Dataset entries
Content starts

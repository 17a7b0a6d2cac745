//! Match outcome predictions from two teams' per-game statistics.
//!
//! Two engines share one contract: hand them a `MatchStats` and get back an
//! ordered set of predictions, each with an outcome, a confidence in
//! `[45, 95]` and a short justification.

pub mod api;
pub mod config;
pub mod confidence;
pub mod engine;
pub mod error;
pub mod outcome;
pub mod prediction;
pub mod rating;
pub mod score;
pub mod stats;

pub use api::{ApiResponse, handle_predict};
pub use engine::{PredictionEngine, compute_predictions};
pub use error::PredictionError;
pub use prediction::{AnalysisResult, Category, Prediction};
pub use stats::{MatchStats, Side, TeamStats};
// Copyright 2022 houseme
//
// Licensed under the Apache License, Version 2.0 <LICENSE-APACHE or
// http://www.apache.org/licenses/LICENSE-2.0> or the MIT license
// <LICENSE-MIT or http://opensource.org/licenses/MIT>, at your
// option. This file may not be copied, modified, or distributed
// except according to those terms.

use crate::builder::Builder;
use crate::clock::{self, ClockReading, TimeSource};
use crate::codec::{self, BIT_LEN_SEQUENCE, BIT_LEN_TIME, MAX_SEQUENCE, TIME_LIMIT};
use crate::error::*;
use crate::info::IdInfo;
use crate::stats::{Counters, StatusSnapshot};
use chrono::{DateTime, Utc};
use std::{
    fmt,
    sync::{Arc, Mutex, OnceLock},
};
use tracing::{debug, error, info, instrument, warn};

/// Default epoch: 2025-07-20T00:00:00Z in Unix milliseconds.
pub const DEFAULT_EPOCH_MS: i64 = 1_752_969_600_000;
/// Default clock backward tolerance in milliseconds.
pub const DEFAULT_TOLERANCE_MS: i64 = 5;

const MILLIS_PER_YEAR: f64 = 365.25 * 86_400_000.0;

/// Internals of Snowflake.
/// This struct is not exposed to the public.
#[derive(Debug)]
pub(crate) struct Internals {
    /// Unix ms of the last minted ID, -1 before the first one.
    pub(crate) last_timestamp: i64,
    pub(crate) sequence: u32,
}

/// SharedSnowflake is shared between Snowflake instances.
/// This struct is not exposed to the public.
pub(crate) struct SharedSnowflake {
    pub(crate) epoch_ms: i64,
    pub(crate) tolerance_ms: u32,
    pub(crate) time: Box<dyn TimeSource>,
    pub(crate) internals: Mutex<Internals>,
    pub(crate) counters: Counters,
}

/// Snowflake is a time-ordered unique ID generator.
/// It is thread-safe and can be cloned to be used in multiple threads; every
/// clone shares the same state.
pub struct Snowflake(pub(crate) Arc<SharedSnowflake>);

static GLOBAL: OnceLock<Snowflake> = OnceLock::new();

impl Snowflake {
    /// Create a new Snowflake with the default configuration.
    /// For custom configuration see [`builder`].
    ///
    /// [`builder`]: struct.Snowflake.html#method.builder
    pub fn new() -> Result<Self, Error> {
        Builder::new().finalize()
    }

    /// Create a new Snowflake with the default epoch and the given clock
    /// backward tolerance. Negative values are clamped to 0.
    pub fn with_tolerance(tolerance_ms: i64) -> Result<Self, Error> {
        Builder::new().clock_backward_tolerance(tolerance_ms).finalize()
    }

    /// Create a new [`Builder`] to construct a Snowflake.
    ///
    /// [`Builder`]: struct.Builder.html
    pub fn builder() -> Builder {
        Builder::new()
    }

    /// The process-wide generator with the default configuration.
    ///
    /// [`crate::next_id`] and [`crate::next_ids`] use this same instance.
    /// Generators created through [`Builder`] never share its state.
    pub fn global() -> &'static Snowflake {
        GLOBAL.get_or_init(|| Builder::new().build())
    }

    pub(crate) fn new_inner(shared: Arc<SharedSnowflake>) -> Self {
        Self(shared)
    }

    /// Generate the next unique id.
    ///
    /// A clock that moved backwards by at most the tolerance is absorbed by
    /// continuing on the last timestamp. When the 22-bit sequence is used up
    /// within one millisecond the call blocks until the clock moves on; a
    /// frozen clock blocks it forever.
    #[instrument(level = "trace", skip(self))]
    pub fn next_id(&self) -> Result<i64, Error> {
        let shared = &*self.0;
        let mut internals = shared.internals.lock().map_err(|_| Error::MutexPoisoned)?;

        let last = internals.last_timestamp;
        let mut now = shared.time.current_millis();
        let mut clock_backward = false;
        let mut waited = false;

        let sequence = match clock::classify(now, last, shared.tolerance_ms) {
            ClockReading::Advanced => 0,
            ClockReading::BackwardExceeded(drift) => {
                error!(
                    drift_ms = drift,
                    last_timestamp_ms = last,
                    "clock moved backwards beyond tolerance"
                );
                return Err(Error::ClockBackwardExceeded(drift));
            }
            reading => {
                if let ClockReading::BackwardWithin(drift) = reading {
                    warn!(
                        drift_ms = drift,
                        last_timestamp_ms = last,
                        "clock moved backwards, reusing last timestamp"
                    );
                    clock_backward = true;
                    now = last;
                }
                let sequence = (internals.sequence + 1) & MAX_SEQUENCE;
                if sequence == 0 {
                    debug!(
                        last_timestamp_ms = last,
                        "sequence exhausted, waiting for next millisecond"
                    );
                    waited = true;
                    now = clock::wait_past(shared.time.as_ref(), last);
                }
                sequence
            }
        };

        let offset = now.saturating_sub(shared.epoch_ms);
        if offset < 0 {
            return Err(Error::ClockBeforeEpoch(now));
        }
        if !codec::offset_fits(offset) {
            error!(offset_ms = offset, "timestamp offset exceeds the 41-bit range");
            return Err(Error::TimestampOverflow(offset));
        }

        internals.last_timestamp = now;
        internals.sequence = sequence;
        if clock_backward {
            shared.counters.record_clock_backward();
        }
        if waited {
            shared.counters.record_wait();
        }
        shared.counters.record_generated();

        Ok(codec::encode(offset, sequence))
    }

    /// Generate `count` ids, one [`next_id`] call each.
    ///
    /// Other callers may interleave between the elements. On the first
    /// failure the ids produced so far are discarded and the error returned.
    ///
    /// [`next_id`]: struct.Snowflake.html#method.next_id
    pub fn next_ids(&self, count: usize) -> Result<Vec<i64>, Error> {
        if count == 0 {
            return Err(Error::InvalidArgument(
                "count must be greater than zero".to_string(),
            ));
        }
        (0..count).map(|_| self.next_id()).collect()
    }

    /// Break an id up into its parts.
    pub fn parse_id(&self, id: i64) -> IdInfo {
        IdInfo::decompose(id, self.0.epoch_ms)
    }

    /// Re-encode a mint time and sequence into an id. The sequence is masked
    /// to 22 bits.
    pub fn compose(&self, timestamp_ms: i64, sequence: u32) -> Result<i64, Error> {
        let offset = timestamp_ms.saturating_sub(self.0.epoch_ms);
        if offset < 0 {
            return Err(Error::ClockBeforeEpoch(timestamp_ms));
        }
        if !codec::offset_fits(offset) {
            return Err(Error::TimestampOverflow(offset));
        }
        Ok(codec::encode(offset, sequence))
    }

    /// Returns true if `id` is positive and was minted between the epoch and
    /// now, inclusive.
    pub fn is_valid_id(&self, id: i64) -> bool {
        if id <= 0 {
            return false;
        }
        let (offset, _) = codec::decode(id);
        let timestamp = self.0.epoch_ms.saturating_add(offset);
        (self.0.epoch_ms..=self.0.time.current_millis()).contains(&timestamp)
    }

    /// Snapshot of the generator state and statistics.
    pub fn status(&self) -> Result<StatusSnapshot, Error> {
        let shared = &*self.0;
        let internals = shared.internals.lock().map_err(|_| Error::MutexPoisoned)?;
        Ok(StatusSnapshot {
            last_timestamp_ms: internals.last_timestamp,
            current_timestamp_ms: shared.time.current_millis(),
            sequence: internals.sequence,
            total_generated: shared.counters.total_generated(),
            clock_backward_count: shared.counters.clock_backward_count(),
            wait_count: shared.counters.wait_count(),
            tolerance_ms: shared.tolerance_ms,
        })
    }

    /// Zero the statistics. The last timestamp and sequence are kept.
    ///
    /// Holds the generator lock, so neither `next_id` nor `status` can observe
    /// a partially reset set of counters.
    pub fn reset_statistics(&self) -> Result<(), Error> {
        let _internals = self.0.internals.lock().map_err(|_| Error::MutexPoisoned)?;
        self.0.counters.reset();
        info!("snowflake statistics reset");
        Ok(())
    }

    /// The epoch in Unix milliseconds.
    pub fn epoch_ms(&self) -> i64 {
        self.0.epoch_ms
    }

    /// The epoch as a UTC date time.
    pub fn epoch(&self) -> Option<DateTime<Utc>> {
        DateTime::<Utc>::from_timestamp_millis(self.0.epoch_ms)
    }

    /// The effective clock backward tolerance in milliseconds.
    pub fn tolerance_ms(&self) -> u32 {
        self.0.tolerance_ms
    }

    /// Human readable description of the configuration.
    pub fn config_info(&self) -> String {
        let epoch = IdInfo::decompose(0, self.0.epoch_ms);
        format!(
            "epoch: {} ({} ms), clock backward tolerance: {} ms, layout: 1 sign bit | {} time bits | {} sequence bits, max sequence: {}",
            epoch.formatted_time_utc,
            self.0.epoch_ms,
            self.0.tolerance_ms,
            BIT_LEN_TIME,
            BIT_LEN_SEQUENCE,
            MAX_SEQUENCE,
        )
    }

    /// Human readable description of the theoretical limits.
    pub fn performance_info(&self) -> String {
        let per_ms = u64::from(MAX_SEQUENCE) + 1;
        let last = IdInfo::decompose(
            codec::encode(TIME_LIMIT - 1, MAX_SEQUENCE),
            self.0.epoch_ms,
        );
        format!(
            "max throughput: {} ids/ms ({} ids/s), time range: {:.1} years, ids exhausted after: {}",
            per_ms,
            per_ms * 1_000,
            TIME_LIMIT as f64 / MILLIS_PER_YEAR,
            last.formatted_time_utc,
        )
    }
}

/// Returns a new `Snowflake` referencing the same state as `self`.
/// This is used for concurrent use.
impl Clone for Snowflake {
    fn clone(&self) -> Self {
        Self(self.0.clone())
    }
}

impl fmt::Debug for Snowflake {
    fn fmt(&self, f: &mut fmt::Formatter<'_>) -> fmt::Result {
        f.debug_struct("Snowflake")
            .field("epoch_ms", &self.0.epoch_ms)
            .field("tolerance_ms", &self.0.tolerance_ms)
            .finish_non_exhaustive()
    }
}
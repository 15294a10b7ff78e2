// Copyright 2022 houseme
//
// Licensed under the Apache License, Version 2.0 <LICENSE-APACHE or
// http://www.apache.org/licenses/LICENSE-2.0> or the MIT license
// <LICENSE-MIT or http://opensource.org/licenses/MIT>, at your
// option. This file may not be copied, modified, or distributed
// except according to those terms.

use crate::codec;
use chrono::{DateTime, Utc};
use std::fmt;

const TIME_FORMAT: &str = "%Y-%m-%d %H:%M:%S%.3f UTC";

/// IdInfo is the parts of an ID.
#[derive(Clone, Debug, PartialEq, Eq)]
#[cfg_attr(feature = "serde", derive(serde::Serialize, serde::Deserialize))]
pub struct IdInfo {
    pub id: i64,
    /// Milliseconds between the generator's epoch and the mint time.
    pub offset_ms: i64,
    /// Unix ms at which the ID was minted.
    pub timestamp_ms: i64,
    pub sequence: u32,
    /// `timestamp_ms` rendered as `yyyy-MM-dd HH:mm:ss.SSS UTC`.
    pub formatted_time_utc: String,
}

impl IdInfo {
    pub(crate) fn decompose(id: i64, epoch_ms: i64) -> Self {
        let (offset_ms, sequence) = codec::decode(id);
        let timestamp_ms = epoch_ms.saturating_add(offset_ms);
        let formatted_time_utc = match DateTime::<Utc>::from_timestamp_millis(timestamp_ms) {
            Some(time) => time.format(TIME_FORMAT).to_string(),
            None => format!("<invalid timestamp {timestamp_ms}>"),
        };
        Self {
            id,
            offset_ms,
            timestamp_ms,
            sequence,
            formatted_time_utc,
        }
    }

    /// The mint time, if chrono can represent it.
    pub fn datetime(&self) -> Option<DateTime<Utc>> {
        DateTime::<Utc>::from_timestamp_millis(self.timestamp_ms)
    }
}

impl fmt::Display for IdInfo {
    fn fmt(&self, f: &mut fmt::Formatter<'_>) -> fmt::Result {
        write!(
            f,
            "{} (time: {}, sequence: {})",
            self.id, self.formatted_time_utc, self.sequence
        )
    }
}

#[cfg(test)]
mod tests {
    use super::*;

    const EPOCH: i64 = 1_752_969_600_000;

    #[test]
    fn formats_millis_in_utc() {
        let info = IdInfo::decompose((1_500 << 22) | 9, EPOCH);
        assert_eq!(info.timestamp_ms, EPOCH + 1_500);
        assert_eq!(info.sequence, 9);
        assert_eq!(info.formatted_time_utc, "2025-07-20 00:00:01.500 UTC");
        assert_eq!(info.offset_ms, 1_500);
        assert_eq!(
            info.to_string(),
            format!("{} (time: 2025-07-20 00:00:01.500 UTC, sequence: 9)", info.id)
        );
    }

    #[test]
    fn epoch_itself_decodes_to_zero_offset() {
        let info = IdInfo::decompose(0, EPOCH);
        assert_eq!(info.timestamp_ms, EPOCH);
        assert_eq!(info.sequence, 0);
        assert!(info.datetime().is_some());
    }
}
// Copyright 2022 houseme
//
// Licensed under the Apache License, Version 2.0 <LICENSE-APACHE or
// http://www.apache.org/licenses/LICENSE-2.0> or the MIT license
// <LICENSE-MIT or http://opensource.org/licenses/MIT>, at your
// option. This file may not be copied, modified, or distributed
// except according to those terms.

use chrono::{DateTime, Utc};
use thiserror::Error;

/// Convenience type alias for usage within the tests.
#[cfg(test)]
pub(crate) type BoxDynError = Box<dyn std::error::Error + 'static + Send + Sync>;

/// The error type for this crate.
#[derive(Error, Debug)]
pub enum Error {
    /// The clock moved backwards by more than the configured tolerance.
    #[error("clock moved backwards by {0} ms, exceeding the tolerance")]
    ClockBackwardExceeded(i64),
    /// The offset from the epoch no longer fits in 41 bits.
    #[error("timestamp offset {0} ms exceeds the 41-bit range")]
    TimestampOverflow(i64),
    /// The time source reported a time earlier than the epoch.
    #[error("clock reading `{0}` ms is earlier than the epoch")]
    ClockBeforeEpoch(i64),
    #[error("invalid argument: {0}")]
    InvalidArgument(String),
    #[error("start_time `{0}` is ahead of current time")]
    StartTimeAheadOfCurrentTime(DateTime<Utc>),
    #[error("mutex is poisoned (i.e. a panic happened while it was locked)")]
    MutexPoisoned,
}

Content ends

— WORK TASK —
Where a line of the data contains "minted", copy that line.

— EXPECTED ANSWER —
    /// Unix ms of the last minted ID, -1 before the first one.
    /// Returns true if `id` is positive and was minted between the epoch and
    /// Unix ms at which the ID was minted.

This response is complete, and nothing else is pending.